When a line in the entries contains the word "concrete", copy that line in full.

**Source records:**
= = = =
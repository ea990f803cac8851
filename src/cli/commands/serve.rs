//! `agentloop tick` / `agentloop serve` — run the orchestrator once, or
//! loop it alongside worker engines and the board stream (spec §4, §6).

use std::sync::Arc;
use std::time::Duration;

use anyhow::Result;
use sqlx::SqlitePool;

use crate::adapters::board::{BoardHttpConfig, BoardStreamFrame, HttpBoardClient, StreamIngestor};
use crate::adapters::dispatchers::{
    ChatCompletionDispatcher, ChatDispatcherConfig, CliSubprocessConfig, CliSubprocessDispatcher,
    DispatcherRegistry,
};
use crate::adapters::sqlite::{
    SqliteAgentRepository, SqliteEventRepository, SqliteMissionRepository,
    SqliteProjectContextRepository, SqliteProjectRepository, SqliteProposalRepository,
    SqliteStepRepository, SqliteTriggerRepository,
};
use crate::domain::ports::{AgentFilter, AgentRepository};
use crate::infrastructure::config::AppConfig;
use crate::infrastructure::logging::AuditLog;
use crate::services::worker_engine::WorkerEngine;
use crate::services::{builtin_plugins, BoardMapping, InMemoryHookBus, Orchestrator, OrchestratorConfig, PluginManager};

type Engine = WorkerEngine<
    SqliteStepRepository,
    SqliteMissionRepository,
    SqliteProjectRepository,
    SqliteAgentRepository,
    SqliteProjectContextRepository,
    DispatcherRegistry,
>;

fn build_dispatcher(config: &AppConfig) -> DispatcherRegistry {
    if let Some(cli_name) = &config.dispatcher.cli_name {
        return DispatcherRegistry::CliSubprocess(CliSubprocessDispatcher::new(CliSubprocessConfig {
            binary_path: cli_name.clone(),
            ..Default::default()
        }));
    }
    DispatcherRegistry::Chat(ChatCompletionDispatcher::new(ChatDispatcherConfig {
        provider: "openai".to_string(),
        model: config.dispatcher.model.clone().unwrap_or_else(|| "gpt-4o-mini".to_string()),
        base_url: config.dispatcher.base_url.clone().unwrap_or_else(|| "https://api.openai.com".to_string()),
        api_key: config.dispatcher.api_key.clone().unwrap_or_default(),
        max_retries: 3,
    }))
}

fn build_orchestrator(pool: &SqlitePool, config: &AppConfig, audit: Option<&AuditLog>) -> Orchestrator {
    let mappings = config
        .board
        .map
        .iter()
        .map(|(board_id, project_slug)| BoardMapping { board_id: board_id.clone(), project_slug: project_slug.clone() })
        .collect();

    let orchestrator_config = OrchestratorConfig {
        board_mappings: mappings,
        ..OrchestratorConfig::default()
    };

    let mut hook_bus = InMemoryHookBus::new();
    if let Some(audit) = audit {
        PluginManager::new(builtin_plugins(audit.clone())).register_all(&mut hook_bus);
    }

    let orchestrator = Orchestrator::new(
        Arc::new(SqliteProjectRepository::new(pool.clone())),
        Arc::new(SqliteAgentRepository::new(pool.clone())),
        Arc::new(SqliteProposalRepository::new(pool.clone())),
        Arc::new(SqliteMissionRepository::new(pool.clone())),
        Arc::new(SqliteStepRepository::new(pool.clone())),
        Arc::new(SqliteEventRepository::new(pool.clone())),
        Arc::new(SqliteTriggerRepository::new(pool.clone())),
        Arc::new(hook_bus),
        orchestrator_config,
    );

    match (&config.board.base_url, &config.board.token) {
        (Some(base_url), Some(token)) => {
            let client = HttpBoardClient::new(BoardHttpConfig {
                base_url: base_url.clone(),
                token: token.clone(),
                org_id: config.board.org_id.clone(),
                requests_per_minute: 60,
            });
            orchestrator.with_board_client(Arc::new(client))
        }
        _ => orchestrator,
    }
}

fn build_worker_engine(pool: &SqlitePool, config: &AppConfig) -> Engine {
    WorkerEngine::new(
        Arc::new(SqliteStepRepository::new(pool.clone())),
        Arc::new(SqliteMissionRepository::new(pool.clone())),
        Arc::new(SqliteProjectRepository::new(pool.clone())),
        Arc::new(SqliteAgentRepository::new(pool.clone())),
        Arc::new(SqliteProjectContextRepository::new(pool.clone())),
        Arc::new(SqliteEventRepository::new(pool.clone())),
        Arc::new(build_dispatcher(config)),
    )
    .with_step_timeout(Duration::from_secs(config.step_timeout_seconds))
}

/// Runs exactly one orchestrator tick and prints its summary.
pub async fn handle_tick(pool: SqlitePool, config: &AppConfig, audit: Option<&AuditLog>, json: bool) -> Result<()> {
    let orchestrator = build_orchestrator(&pool, config, audit);
    let result = orchestrator.tick().await;

    if json {
        println!(
            r#"{{"missions_created":{},"steps_created":{},"missions_closed":{},"missions_escalated":{},"errors":{}}}"#,
            result.missions_created,
            result.steps_created,
            result.missions_closed,
            result.missions_escalated,
            serde_json::to_string(&result.errors).unwrap_or_default(),
        );
    } else {
        println!(
            "tick complete in {}ms: {} proposals created, {} approved, {} missions created, {} steps created, {} closed, {} escalated",
            result.duration_ms,
            result.proposals_created,
            result.proposals_approved,
            result.missions_created,
            result.steps_created,
            result.missions_closed,
            result.missions_escalated,
        );
        for error in &result.errors {
            tracing::warn!(%error, "tick phase failed");
        }
    }
    Ok(())
}

/// Spawns one SSE consumer per mapped board against its `tasks/stream`
/// endpoint (spec §4.6); each received frame posts an intent onto `tx`
/// rather than computing a tick inline. Returns the ingestors so the
/// caller can `stop()` them on shutdown.
fn spawn_stream_ingestors(
    config: &AppConfig,
    tx: tokio::sync::mpsc::Sender<BoardStreamFrame>,
) -> Vec<Arc<StreamIngestor>> {
    let Some(base_url) = &config.board.base_url else { return Vec::new() };

    let mut ingestors = Vec::new();
    for board_id in config.board.map.keys() {
        let ingestor = Arc::new(StreamIngestor::new());
        let sse_url = format!("{base_url}/api/v1/boards/{board_id}/tasks/stream");
        let board_id = board_id.clone();
        let tx = tx.clone();
        let handle = ingestor.clone();
        tokio::spawn(async move { handle.run(&board_id, &sse_url, tx).await });
        ingestors.push(ingestor);
    }
    ingestors
}

/// Loops the orchestrator tick on `orchestrator_tick_interval_seconds` and
/// drives a worker cycle per active agent on `agent_work_interval_seconds`,
/// until SIGINT/SIGTERM (spec §6 "agentloop serve"). Board SSE frames also
/// trigger an out-of-band tick as soon as they arrive.
pub async fn handle_serve(pool: SqlitePool, config: AppConfig, audit: Option<&AuditLog>) -> Result<()> {
    let orchestrator = build_orchestrator(&pool, &config, audit);
    let worker_engine = Arc::new(build_worker_engine(&pool, &config));
    let agent_repo = SqliteAgentRepository::new(pool);

    let tick_interval = Duration::from_secs(config.orchestrator_tick_interval_seconds.max(1));
    let work_interval = Duration::from_secs(config.agent_work_interval_seconds.max(1));

    tracing::info!(tick_interval_secs = tick_interval.as_secs(), work_interval_secs = work_interval.as_secs(), "serve loop starting");

    // `_stream_tx` is kept alive for the whole loop so the channel never
    // closes when no boards are configured; otherwise `stream_rx.recv()`
    // would immediately and repeatedly return `None`.
    let (_stream_tx, mut stream_rx) = tokio::sync::mpsc::channel::<BoardStreamFrame>(64);
    let stream_ingestors = spawn_stream_ingestors(&config, _stream_tx.clone());

    let mut tick_timer = tokio::time::interval(tick_interval);
    let mut work_timer = tokio::time::interval(work_interval);

    loop {
        tokio::select! {
            _ = tick_timer.tick() => {
                let result = orchestrator.tick().await;
                for error in &result.errors {
                    tracing::warn!(%error, "tick phase failed");
                }
            }
            _ = work_timer.tick() => {
                run_worker_cycle(&agent_repo, &worker_engine).await;
            }
            Some(frame) = stream_rx.recv() => {
                tracing::debug!(event = %frame.event, "board stream frame received, running an out-of-band tick");
                let result = orchestrator.tick().await;
                for error in &result.errors {
                    tracing::warn!(%error, "tick phase failed");
                }
            }
            () = shutdown_signal() => {
                tracing::info!("serve loop shutting down");
                for ingestor in &stream_ingestors {
                    ingestor.stop();
                }
                return Ok(());
            }
        }
    }
}

async fn run_worker_cycle(agent_repo: &SqliteAgentRepository, engine: &Arc<Engine>) {
    let agents = match agent_repo
        .list(AgentFilter { project_id: None, status: Some(crate::domain::models::AgentStatus::Active) })
        .await
    {
        Ok(agents) => agents,
        Err(e) => {
            tracing::warn!(error = %e, "failed to list active agents for work cycle");
            return;
        }
    };

    for agent in agents {
        match engine.find_and_execute(agent.id).await {
            Ok(Some(outcome)) => {
                tracing::info!(agent = %agent.name, step_id = %outcome.step_id, status = ?outcome.status, "step dispatched");
            }
            Ok(None) => {}
            Err(e) => tracing::warn!(agent = %agent.name, error = %e, "work cycle failed"),
        }
    }
}

async fn shutdown_signal() {
    let ctrl_c = async {
        tokio::signal::ctrl_c().await.expect("failed to install SIGINT handler");
    };

    #[cfg(unix)]
    let terminate = async {
        tokio::signal::unix::signal(tokio::signal::unix::SignalKind::terminate())
            .expect("failed to install SIGTERM handler")
            .recv()
            .await;
    };

    #[cfg(not(unix))]
    let terminate = std::future::pending::<()>();

    tokio::select! {
        () = ctrl_c => {}
        () = terminate => {}
    }
}
//! `agentloop init` — initialize the store at `store_url`, running embedded
//! migrations (spec §6).

use anyhow::{Context, Result};

use crate::adapters::sqlite::initialize_database;

pub async fn handle_init(store_url: &str, json: bool) -> Result<()> {
    let pool = initialize_database(store_url).await.context("failed to initialize store")?;
    pool.close().await;

    if json {
        println!(r#"{{"status":"initialized","store_url":"{store_url}"}}"#);
    } else {
        println!("Initialized store at {store_url}");
    }
    Ok(())
}
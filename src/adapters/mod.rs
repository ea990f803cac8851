//! Adapters: concrete implementations of `domain::ports` traits.

pub mod board;
pub mod dispatchers;
pub mod sqlite;
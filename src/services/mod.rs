//! Application services — the orchestration core, independent of any
//! concrete adapter.

pub mod approval_engine;
pub mod hook_bus;
pub mod orchestrator;
pub mod plugin_manager;
pub mod plugins;
pub mod trigger_evaluator;
pub mod worker_engine;

pub use approval_engine::{should_auto_approve, ApprovalEngine};
pub use hook_bus::InMemoryHookBus;
pub use orchestrator::{BoardMapping, OrchestrationResult, Orchestrator, OrchestratorConfig};
pub use plugin_manager::{LoadedPlugin, PluginManager, PluginManifest};
pub use plugins::builtin_plugins;
pub use trigger_evaluator::{TriggerEvalSummary, TriggerEvaluator};
pub use worker_engine::{WorkCycleOutcome, WorkerEngine};
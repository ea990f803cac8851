//! PluginManager (spec §4.7) — topologically orders plugin manifests by
//! `depends_on` and drives each plugin's registration function against the
//! `HookBus` and `DispatcherRegistry`.
//!
//! A "plugin" here is not a dynamically loaded module (spec §4.7's
//! clarifying paragraph): it is a compiled `HookHandler`/`StepDispatcher`/
//! `ChatDispatcher` builder keyed by `manifest.name`, so two plugins
//! exposing the same short name cannot collide in the registry maps.

use std::collections::{HashMap, HashSet, VecDeque};
use std::sync::Arc;

use crate::domain::ports::hook::{HookBus, HookHandler, HookPoint};

#[derive(Debug, Clone)]
pub struct PluginManifest {
    pub name: String,
    pub version: String,
    pub depends_on: Vec<String>,
}

impl PluginManifest {
    #[must_use]
    pub fn new(name: impl Into<String>, version: impl Into<String>) -> Self {
        Self { name: name.into(), version: version.into(), depends_on: Vec::new() }
    }

    #[must_use]
    pub fn depends_on(mut self, names: &[&str]) -> Self {
        self.depends_on = names.iter().map(|s| s.to_string()).collect();
        self
    }
}

/// A registered plugin: its manifest plus the hook handlers it contributes,
/// keyed by the hook point they run at.
pub struct LoadedPlugin {
    pub manifest: PluginManifest,
    pub hooks: Vec<(HookPoint, Arc<dyn HookHandler>)>,
}

impl LoadedPlugin {
    #[must_use]
    pub fn new(manifest: PluginManifest) -> Self {
        Self { manifest, hooks: Vec::new() }
    }

    #[must_use]
    pub fn with_hook(mut self, point: HookPoint, handler: Arc<dyn HookHandler>) -> Self {
        self.hooks.push((point, handler));
        self
    }
}

/// Discovers (in this crate: is handed) a set of plugins, orders them by
/// `depends_on`, and registers each one's hooks onto a `HookBus`.
pub struct PluginManager {
    plugins: Vec<LoadedPlugin>,
}

impl PluginManager {
    #[must_use]
    pub fn new(plugins: Vec<LoadedPlugin>) -> Self {
        Self { plugins }
    }

    /// Topologically sorts plugins by `depends_on` (Kahn's algorithm).
    /// Plugins whose dependencies are never satisfied are dropped with a
    /// warning rather than failing the whole load (spec §4.7).
    #[must_use]
    pub fn topological_order(&self) -> Vec<&LoadedPlugin> {
        let by_name: HashMap<&str, &LoadedPlugin> =
            self.plugins.iter().map(|p| (p.manifest.name.as_str(), p)).collect();

        let mut in_degree: HashMap<&str, usize> = HashMap::new();
        let mut dependents: HashMap<&str, Vec<&str>> = HashMap::new();

        for plugin in &self.plugins {
            in_degree.entry(plugin.manifest.name.as_str()).or_insert(0);
            for dep in &plugin.manifest.depends_on {
                if !by_name.contains_key(dep.as_str()) {
                    tracing::warn!(plugin = %plugin.manifest.name, missing = %dep, "plugin dependency unsatisfied, skipping plugin");
                    continue;
                }
                *in_degree.entry(plugin.manifest.name.as_str()).or_insert(0) += 1;
                dependents.entry(dep.as_str()).or_default().push(plugin.manifest.name.as_str());
            }
        }

        let unsatisfied: HashSet<&str> = self
            .plugins
            .iter()
            .filter(|p| p.manifest.depends_on.iter().any(|d| !by_name.contains_key(d.as_str())))
            .map(|p| p.manifest.name.as_str())
            .collect();

        let mut queue: VecDeque<&str> = in_degree
            .iter()
            .filter(|(name, degree)| **degree == 0 && !unsatisfied.contains(*name))
            .map(|(name, _)| *name)
            .collect();

        let mut ordered = Vec::new();
        let mut visited: HashSet<&str> = HashSet::new();

        while let Some(name) = queue.pop_front() {
            if !visited.insert(name) {
                continue;
            }
            if let Some(plugin) = by_name.get(name) {
                ordered.push(*plugin);
            }
            if let Some(next) = dependents.get(name) {
                for &dependent in next {
                    if unsatisfied.contains(dependent) {
                        continue;
                    }
                    let degree = in_degree.entry(dependent).or_insert(0);
                    *degree = degree.saturating_sub(1);
                    if *degree == 0 {
                        queue.push_back(dependent);
                    }
                }
            }
        }

        ordered
    }

    /// Registers every plugin's hooks onto `bus` in topological order.
    pub fn register_all(&self, bus: &mut dyn HookBus) {
        for plugin in self.topological_order() {
            for (point, handler) in &plugin.hooks {
                bus.register(*point, handler.clone());
            }
            tracing::info!(plugin = %plugin.manifest.name, version = %plugin.manifest.version, "plugin registered");
        }
    }
}

#[cfg(test)]
mod tests {
    use super::*;

    #[test]
    fn orders_dependents_after_dependencies() {
        let base = LoadedPlugin::new(PluginManifest::new("base", "1.0"));
        let extra = LoadedPlugin::new(PluginManifest::new("extra", "1.0").depends_on(&["base"]));
        let manager = PluginManager::new(vec![extra, base]);

        let order: Vec<&str> = manager.topological_order().iter().map(|p| p.manifest.name.as_str()).collect();
        assert_eq!(order, vec!["base", "extra"]);
    }

    #[test]
    fn unsatisfied_dependency_is_skipped() {
        let orphan = LoadedPlugin::new(PluginManifest::new("orphan", "1.0").depends_on(&["missing"]));
        let manager = PluginManager::new(vec![orphan]);
        assert!(manager.topological_order().is_empty());
    }
}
= = = =
**PROBLEM SOLUTION:**
//! Adapters: concrete implementations of `domain::ports` traits.
//! concrete adapter.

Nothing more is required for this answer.